On 7 July, the Telegram group posted a video asking the “Muslim police personnel” in Jammu & Kashmir not to target the Islamic terrorists and urged them to use their weapons at the “enemy of Islam” instead.

On 18 July, the group put out instructions for jihadis on how attacks could be carried out at the potential targets using large trucks on the lines of last year terror strikes in Nice, France and Berlin last year.

On 17 July, the group was replete with tributes to slain terrorist Sajad Gilkar, who is reported to have played a key role in the lynching of DSP Mohammad Ayub Pandith in Srinagar last month. The telegram channel, which featured a photo of Gilkar with a brick wall with graffiti, described him as a mujahid who lived by the “flag of tawhid”.

Telegram in recent months has come up as the preferred mode of communication by the ISIS terrorists and sympathisers after crackdown on their Twitter and Facebook presence. Recently Indonesia had blocked the web version of the messenger, after with Telegram promised to delete the terror groups formed on its platform. It appears that the Indian security agencies too would need to keep an eye over activities on the messaging app.
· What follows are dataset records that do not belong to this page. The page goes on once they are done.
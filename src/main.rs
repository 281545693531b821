//! Shopform TUI - terminal form entry for sign-in and product creation
//!
//! Forms are described by declarative schemas. Every edit is validated
//! against the schema, and valid submissions are handed to a save
//! collaborator on a background task.

mod app;
mod backend;
mod config;
mod platform;
mod schema;
mod state;
mod submit;
mod ui;

use anyhow::Result;
use app::App;
use config::AppConfig;
use crossterm::{
    event::{self, Event, KeyEventKind},
    execute,
    terminal::{disable_raw_mode, enable_raw_mode, EnterAlternateScreen, LeaveAlternateScreen},
};
use ratatui::{backend::CrosstermBackend, Terminal};
use std::io;
use std::time::Duration;
use tracing_subscriber::{layer::SubscriberExt, util::SubscriberInitExt};

#[tokio::main]
async fn main() -> Result<()> {
    // Initialize logging
    tracing_subscriber::registry()
        .with(
            tracing_subscriber::EnvFilter::try_from_default_env()
                .unwrap_or_else(|_| "shopform_tui=info".into()),
        )
        .with(tracing_subscriber::fmt::layer().with_writer(io::stderr))
        .init();

    let config = AppConfig::load().unwrap_or_else(|err| {
        tracing::warn!(error = %err, "invalid config, using defaults");
        AppConfig::default()
    });

    // Setup terminal
    enable_raw_mode()?;
    let mut stdout = io::stdout();
    execute!(stdout, EnterAlternateScreen)?;
    let backend = CrosstermBackend::new(stdout);
    let mut terminal = Terminal::new(backend)?;

    // Create app and run
    let mut app = App::new(&config);
    let result = run_app(&mut terminal, &mut app).await;

    // Restore terminal
    disable_raw_mode()?;
    execute!(terminal.backend_mut(), LeaveAlternateScreen)?;
    terminal.show_cursor()?;

    // Handle any errors
    if let Err(err) = result {
        eprintln!("Error: {err:?}");
        std::process::exit(1);
    }

    Ok(())
}

async fn run_app<B: ratatui::backend::Backend>(
    terminal: &mut Terminal<B>,
    app: &mut App,
) -> Result<()> {
    loop {
        // Pick up finished saves before drawing
        app.poll_submission();

        terminal.draw(|frame| ui::draw(frame, app))?;

        // Poll faster while a save is running so the result shows promptly
        let poll_duration = if app.is_busy() {
            Duration::from_millis(16)
        } else {
            Duration::from_millis(100)
        };

        if event::poll(poll_duration)? {
            if let Event::Key(key) = event::read()? {
                if key.kind == KeyEventKind::Press {
                    app.handle_key(key)?;
                }
            }
        }

        // Let the save task make progress between frames
        tokio::task::yield_now().await;

        if app.should_quit() {
            return Ok(());
        }
    }
}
Amarnath Amarasingam, a senior research fellow at the London-based Institute for Strategic Dialogue who tracks the online activities of the ISIS was quoted as saying, “The interest in Kashmir is very old amongst jihadists, just like their interest in Palestine is old.”

Amarasingam said that such groups are “usually a mix” of ISIS cadre based out of Syria and disparate local sympathisers. “Some groups definitely have people who are in direct communication with ISIS operatives in Syria and they often transfer money, share logistics and tactics, and also communicate attack claims for ISIS to release,” he said.

It could be noted that Ansarul Khilafah is not an entirely new name. In October last year, the National Investigation Agency (NIA) had busted a group called Ansarul Khilafah in Kannur district of Kerala. According to reports, the group was using telegram as a means of communication for coordinate and plot ISIS-style attacks.

Opindia.com in a recent article had described how the ISIS is drawing new territories across the world and is reportedly preparing a roadmap for Islamic State 2.0, which would have a mix of a local insurgency and digitally-connected global jihadis.